The Dress - the symbol of beauty and femininity - has throughout history defined women's social standing. There are countess dresses synonymous with a period in time and there are endless gowns that are synonymous with a particular woman, real or fictitious.
As the month of January begins to unfold, so does the Award Season, where TV shows, magazines and yes, blogs will be praising dresses to the high heavens or indeed ripping them to shreds. What with the dresses the stars wear being such a pivotal part of the season to come, here is a short selection of iconic dresses. Some beautiful, some not so much (ahem...Elizabeth Hurley!), some old and some new, some so iconic they are cemented into the history of popular culture, others could well be iconic, for better or for worse, in a matter of time.
Without dispute the two must iconic dresses on this list. Marilyn Monroe's white halterneck dress from The Seven Year Itch, made famous in the scene where the skirt flies up after being hit by a blast of air from a vent and of course Audrey Hepburn's legendary Givency number from Breakfast at Tiffanys.
The little black dress has been synonymous with style and elegance since it was created in the 1920's by Coco Chanel, or rather it was refashioned by Coco from something worn by maidservants and at funerals to something of great taste and class. I'm not sure can the same be said for Elizabeth Hurley's rendition of the LBD. This famous Versace gown became iconic, despite Hurley's questionable acting career, because it was held together with oversized safety pins.

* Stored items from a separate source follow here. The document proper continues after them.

pub mod queries;

use axum::extract::{Path, Query, State};
use axum::http::StatusCode;
use axum::response::{IntoResponse, Json};
use chrono::{DateTime, Utc};
use serde::{Deserialize, Serialize};
use uuid::Uuid;

use crate::domain::{Block, BlockKind, BlogPost, BlogPostUpdate, Comment, NewBlogPost, NewComment};
use crate::routes::error::{ApiError, ErrorResponse};
use crate::startup::AppState;

/// One submitted content block. Unknown `type` values coerce to "richtext",
/// a missing `content` to the empty string.
#[derive(Debug, Deserialize, utoipa::ToSchema)]
pub struct BlockPayload {
    #[serde(rename = "type")]
    pub kind: Option<String>,
    pub content: Option<String>,
}

impl From<BlockPayload> for Block {
    fn from(payload: BlockPayload) -> Self {
        Block {
            kind: payload
                .kind
                .as_deref()
                .map(BlockKind::coerce)
                .unwrap_or(BlockKind::Richtext),
            content: payload.content.unwrap_or_default(),
        }
    }
}

#[derive(Debug, Deserialize, utoipa::ToSchema)]
#[serde(rename_all = "camelCase")]
pub struct CreateBlogRequest {
    pub title: Option<String>,
    pub summary: Option<String>,
    pub content: Option<String>,
    pub cover_image: Option<String>,
    pub tags: Option<Vec<String>>,
    pub blocks: Option<Vec<BlockPayload>>,
}

impl TryFrom<CreateBlogRequest> for NewBlogPost {
    type Error = String;

    fn try_from(request: CreateBlogRequest) -> Result<Self, Self::Error> {
        let title = request
            .title
            .filter(|title| !title.is_empty())
            .ok_or_else(|| "title is required".to_string())?;
        let blocks: Vec<Block> = request
            .blocks
            .unwrap_or_default()
            .into_iter()
            .map(Into::into)
            .collect();
        // Blocks and flat content are mutually exclusive body representations:
        // submitted blocks force the flat content empty, otherwise a non-empty
        // flat content is required.
        let content = if blocks.is_empty() {
            match request.content {
                Some(content) if !content.is_empty() => content,
                _ => return Err("content or blocks are required".to_string()),
            }
        } else {
            String::new()
        };
        Ok(NewBlogPost {
            title,
            summary: request.summary.unwrap_or_default(),
            content,
            cover_image: request.cover_image,
            tags: request.tags.unwrap_or_default(),
            blocks,
        })
    }
}

#[derive(Debug, Deserialize, utoipa::ToSchema)]
#[serde(rename_all = "camelCase")]
pub struct UpdateBlogRequest {
    pub title: Option<String>,
    pub summary: Option<String>,
    pub content: Option<String>,
    pub cover_image: Option<String>,
    pub tags: Option<Vec<String>>,
    pub blocks: Option<Vec<BlockPayload>>,
}

impl From<UpdateBlogRequest> for BlogPostUpdate {
    fn from(request: UpdateBlogRequest) -> Self {
        let blocks: Vec<Block> = request
            .blocks
            .unwrap_or_default()
            .into_iter()
            .map(Into::into)
            .collect();
        // A non-empty block list forces the flat content empty; otherwise a
        // provided content is applied as-is, without the creation-time
        // exclusive-or rule.
        let content = if blocks.is_empty() {
            request.content
        } else {
            Some(String::new())
        };
        BlogPostUpdate {
            title: request.title,
            summary: request.summary,
            content,
            cover_image: request.cover_image,
            tags: request.tags,
            blocks,
        }
    }
}

#[derive(Debug, Deserialize, utoipa::ToSchema)]
pub struct CommentRequest {
    pub name: Option<String>,
    pub text: Option<String>,
}

#[derive(Debug, Deserialize)]
pub struct ListBlogsParams {
    pub search: Option<String>,
    pub tag: Option<String>,
}

#[derive(Serialize, utoipa::ToSchema)]
#[serde(rename_all = "camelCase")]
pub struct BlogPostResponse {
    /// Unique identifier for the blog post
    pub id: Uuid,
    /// Post title
    pub title: String,
    /// Short teaser shown in listings
    pub summary: String,
    /// Flat post body; empty when the post uses content blocks
    pub content: String,
    /// Cover image URI, omitted when never set
    #[serde(skip_serializing_if = "Option::is_none")]
    pub cover_image: Option<String>,
    /// Tags in insertion order, duplicates preserved
    pub tags: Vec<String>,
    /// Like counter
    pub likes: i64,
    /// Read counter
    pub read_count: i64,
    /// Reader comments in append order
    pub comments: Vec<Comment>,
    /// Creation timestamp
    pub created_at: DateTime<Utc>,
    /// Last update timestamp
    pub updated_at: DateTime<Utc>,
    /// Ordered content blocks; present only where the operation exposes them
    #[serde(skip_serializing_if = "Option::is_none")]
    pub blocks: Option<Vec<Block>>,
}

impl BlogPostResponse {
    fn from_post(post: BlogPost, blocks: Option<Vec<Block>>) -> Self {
        BlogPostResponse {
            id: post.id,
            title: post.title,
            summary: post.summary,
            content: post.content,
            cover_image: post.cover_image,
            tags: post.tags,
            likes: post.likes,
            read_count: post.read_count,
            comments: post.comments,
            created_at: post.created_at,
            updated_at: post.updated_at,
            blocks,
        }
    }
}

impl From<BlogPost> for BlogPostResponse {
    fn from(post: BlogPost) -> Self {
        Self::from_post(post, None)
    }
}

#[derive(Serialize, utoipa::ToSchema)]
pub struct LikesResponse {
    /// Like counter after the increment
    pub likes: i64,
}

#[derive(Serialize, utoipa::ToSchema)]
#[serde(rename_all = "camelCase")]
pub struct ReadCountResponse {
    /// Read counter after the increment
    pub read_count: i64,
}

/// List blog posts
///
/// Returns all posts, newest first, without content blocks. An optional
/// `search` term restricts to posts whose title or summary contains it as a
/// case-insensitive literal substring; an optional `tag` restricts to posts
/// carrying exactly that tag.
#[utoipa::path(
    get,
    path = "/api/blogs",
    tag = "blogs",
    params(
        ("search" = Option<String>, Query, description = "Case-insensitive substring matched against title and summary"),
        ("tag" = Option<String>, Query, description = "Exact tag to filter by"),
    ),
    responses(
        (status = 200, description = "Matching blog posts, newest first", body = Vec<BlogPostResponse>),
        (status = 500, description = "Storage failure", body = ErrorResponse),
    )
)]
#[tracing::instrument(name = "List blog posts", skip(state))]
pub async fn list_blogs(
    State(state): State<AppState>,
    Query(params): Query<ListBlogsParams>,
) -> Result<Json<Vec<BlogPostResponse>>, ApiError> {
    let search = params
        .search
        .as_deref()
        .map(str::trim)
        .filter(|term| !term.is_empty());
    let tag = params
        .tag
        .as_deref()
        .map(str::trim)
        .filter(|tag| !tag.is_empty());
    let posts = queries::list_posts(&state.db, search, tag).await?;
    Ok(Json(posts.into_iter().map(Into::into).collect()))
}

/// List distinct tags
///
/// Returns every distinct non-empty tag value across all posts, sorted
/// ascending.
#[utoipa::path(
    get,
    path = "/api/blogs/tags",
    tag = "blogs",
    responses(
        (status = 200, description = "Sorted distinct tags", body = Vec<String>),
        (status = 500, description = "Storage failure", body = ErrorResponse),
    )
)]
#[tracing::instrument(name = "List distinct tags", skip(state))]
pub async fn list_tags(State(state): State<AppState>) -> Result<Json<Vec<String>>, ApiError> {
    let tags = queries::distinct_tags(&state.db).await?;
    Ok(Json(tags))
}

/// Like a blog post
///
/// Increments the like counter and returns the post-increment value. Repeated
/// calls all count.
#[utoipa::path(
    post,
    path = "/api/blogs/{id}/like",
    tag = "blogs",
    params(
        ("id" = Uuid, Path, description = "Blog post unique identifier")
    ),
    responses(
        (status = 200, description = "New like count", body = LikesResponse),
        (status = 404, description = "Blog post not found", body = ErrorResponse),
        (status = 500, description = "Storage failure", body = ErrorResponse),
    )
)]
#[tracing::instrument(name = "Like blog post", skip(state))]
pub async fn like_blog(
    State(state): State<AppState>,
    Path(blog_id): Path<Uuid>,
) -> Result<Json<LikesResponse>, ApiError> {
    let likes = queries::increment_likes(&state.db, blog_id)
        .await?
        .ok_or(ApiError::NotFound)?;
    Ok(Json(LikesResponse { likes }))
}

/// Mark a blog post as read
///
/// Increments the read counter and returns the post-increment value.
#[utoipa::path(
    post,
    path = "/api/blogs/{id}/read",
    tag = "blogs",
    params(
        ("id" = Uuid, Path, description = "Blog post unique identifier")
    ),
    responses(
        (status = 200, description = "New read count", body = ReadCountResponse),
        (status = 404, description = "Blog post not found", body = ErrorResponse),
        (status = 500, description = "Storage failure", body = ErrorResponse),
    )
)]
#[tracing::instrument(name = "Mark blog post as read", skip(state))]
pub async fn read_blog(
    State(state): State<AppState>,
    Path(blog_id): Path<Uuid>,
) -> Result<Json<ReadCountResponse>, ApiError> {
    let read_count = queries::increment_read_count(&state.db, blog_id)
        .await?
        .ok_or(ApiError::NotFound)?;
    Ok(Json(ReadCountResponse { read_count }))
}

/// Append a comment to a blog post
///
/// The comment text is required; a blank or absent name defaults to
/// "Anonymous". Comments are append-only.
#[utoipa::path(
    post,
    path = "/api/blogs/{id}/comments",
    tag = "blogs",
    params(
        ("id" = Uuid, Path, description = "Blog post unique identifier")
    ),
    request_body = CommentRequest,
    responses(
        (status = 201, description = "The appended comment", body = Comment),
        (status = 400, description = "Missing comment text", body = ErrorResponse),
        (status = 404, description = "Blog post not found", body = ErrorResponse),
        (status = 500, description = "Storage failure", body = ErrorResponse),
    )
)]
#[tracing::instrument(name = "Append comment to blog post", skip(state, request))]
pub async fn post_comment(
    State(state): State<AppState>,
    Path(blog_id): Path<Uuid>,
    Json(request): Json<CommentRequest>,
) -> Result<impl IntoResponse, ApiError> {
    // Validation happens before any storage round-trip.
    let new_comment =
        NewComment::parse(request.name, request.text).map_err(ApiError::InvalidInput)?;
    let comment = Comment::new(new_comment);
    let found = queries::append_comment(&state.db, blog_id, &comment).await?;
    if !found {
        return Err(ApiError::NotFound);
    }
    Ok((StatusCode::CREATED, Json(comment)))
}

/// Get a single blog post
///
/// Returns the post together with its ordered content blocks (an empty array
/// when the post has none).
#[utoipa::path(
    get,
    path = "/api/blogs/{id}",
    tag = "blogs",
    params(
        ("id" = Uuid, Path, description = "Blog post unique identifier")
    ),
    responses(
        (status = 200, description = "Blog post with its blocks", body = BlogPostResponse),
        (status = 404, description = "Blog post not found", body = ErrorResponse),
        (status = 500, description = "Storage failure", body = ErrorResponse),
    )
)]
#[tracing::instrument(name = "Get blog post", skip(state))]
pub async fn get_blog(
    State(state): State<AppState>,
    Path(blog_id): Path<Uuid>,
) -> Result<Json<BlogPostResponse>, ApiError> {
    let post = queries::get_post(&state.db, blog_id)
        .await?
        .ok_or(ApiError::NotFound)?;
    let blocks = queries::get_blocks(&state.db, blog_id).await?;
    Ok(Json(BlogPostResponse::from_post(post, Some(blocks))))
}

/// Create a blog post
///
/// The title is required. The body is either a non-empty flat `content` or a
/// non-empty `blocks` sequence; submitted blocks force the flat content
/// empty. The response echoes the submitted blocks rather than re-reading
/// them from storage.
#[utoipa::path(
    post,
    path = "/api/blogs",
    tag = "blogs",
    request_body = CreateBlogRequest,
    responses(
        (status = 201, description = "The created blog post", body = BlogPostResponse),
        (status = 400, description = "Missing title, or neither content nor blocks", body = ErrorResponse),
        (status = 500, description = "Storage failure", body = ErrorResponse),
    )
)]
#[tracing::instrument(name = "Create blog post", skip(state, request))]
pub async fn create_blog(
    State(state): State<AppState>,
    Json(request): Json<CreateBlogRequest>,
) -> Result<impl IntoResponse, ApiError> {
    let new_post: NewBlogPost = request.try_into().map_err(ApiError::InvalidInput)?;
    let submitted_blocks = (!new_post.blocks.is_empty()).then(|| new_post.blocks.clone());
    let post = queries::insert_post(&state.db, &new_post).await?;
    Ok((
        StatusCode::CREATED,
        Json(BlogPostResponse::from_post(post, submitted_blocks)),
    ))
}

/// Update a blog post
///
/// Applies only the fields present in the request. A non-empty `blocks`
/// sequence replaces the post's whole block set and forces the flat content
/// empty; in that case the response carries the re-read, persisted sequence.
#[utoipa::path(
    put,
    path = "/api/blogs/{id}",
    tag = "blogs",
    params(
        ("id" = Uuid, Path, description = "Blog post unique identifier")
    ),
    request_body = UpdateBlogRequest,
    responses(
        (status = 200, description = "The updated blog post", body = BlogPostResponse),
        (status = 404, description = "Blog post not found", body = ErrorResponse),
        (status = 500, description = "Storage failure", body = ErrorResponse),
    )
)]
#[tracing::instrument(name = "Update blog post", skip(state, request))]
pub async fn update_blog(
    State(state): State<AppState>,
    Path(blog_id): Path<Uuid>,
    Json(request): Json<UpdateBlogRequest>,
) -> Result<Json<BlogPostResponse>, ApiError> {
    let update: BlogPostUpdate = request.into();
    let (post, blocks) = queries::update_post(&state.db, blog_id, &update)
        .await?
        .ok_or(ApiError::NotFound)?;
    Ok(Json(BlogPostResponse::from_post(post, blocks)))
}

/// Delete a blog post
///
/// Removes the post and all content blocks referencing it.
#[utoipa::path(
    delete,
    path = "/api/blogs/{id}",
    tag = "blogs",
    params(
        ("id" = Uuid, Path, description = "Blog post unique identifier")
    ),
    responses(
        (status = 204, description = "Blog post and its blocks deleted"),
        (status = 404, description = "Blog post not found", body = ErrorResponse),
        (status = 500, description = "Storage failure", body = ErrorResponse),
    )
)]
#[tracing::instrument(name = "Delete blog post", skip(state))]
pub async fn delete_blog(
    State(state): State<AppState>,
    Path(blog_id): Path<Uuid>,
) -> Result<StatusCode, ApiError> {
    let deleted = queries::delete_post(&state.db, blog_id).await?;
    if !deleted {
        return Err(ApiError::NotFound);
    }
    Ok(StatusCode::NO_CONTENT)
}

Floaty, fabulous dresses. Audrey Hepburn's black and white, lace - frilled dress from the Ascot Races scene in My Fair Lady, is an iconic costume from cinematic history. Nicole Kidman's dress of sugary - pink froth from the 2004 Chanel advertisement, is one I have lusted after for some time. This Dior dress from the autumn/winter 2007 collection has been everywhere in the last couple of months and with good reason too, the magenta layers are sumptuous.
Princess Diana, captivated the world in this voluminous, fairy - tale dress of ivory silk, designed by Elizabeth and David Emanuel. The dress became the wedding dress template of the 1980s. Carrie's dress of a 'thousand layers' is one that sticks in my mind. The mermaid, sea - green, Versace dress encompasses everything about fairytale glamour too.
Mary Quant's Rugby Girl dress from the 1960s, was one of Quant's famous mini dresses. Quant pioneered the short hemline which continues to be the symbol of youth and vitality today, that it was in the 60s. I love Sienna's Gold Burberry dress that she wore in 2006. She continues the 60's vibe with opaque black tights and patent shoes.
Grace Kelly - Hollywood's princess - in an ethereal gown in the 1954 film Rear window. Keira Knightley, in 2007's film adaption of Ian Mc Ewan's Atonement, wears this sinuous, emerald green, satin evening gown. The dress, is quickly gaining iconic status, due to the fact it probably had more coverage then the actual movie!
Rita Hayworth, in her defining role Gilda, caused quite a stir in this satin number designed by Jean Louis. The thigh - high slit, long gloves and figure - hugging silhouette made Hayworth a femme fatale. Bold Naomi stepped out in style in March 2007 after cleaning the streets of New York, in this glistening Dolce and Gabbana dress, creating one of the fashion moments of the year.
Halle Berry made cinematic history in 2002, as being the first African - American woman to win a Best Actress Academy Award. She collected her Oscar in this memorable Elie Saab dress. Gwyneth Paltrow received her Best Actress gong in 1999 in a girly, candy - pink, Ralph Lauren dress which probably ended up tear - stained.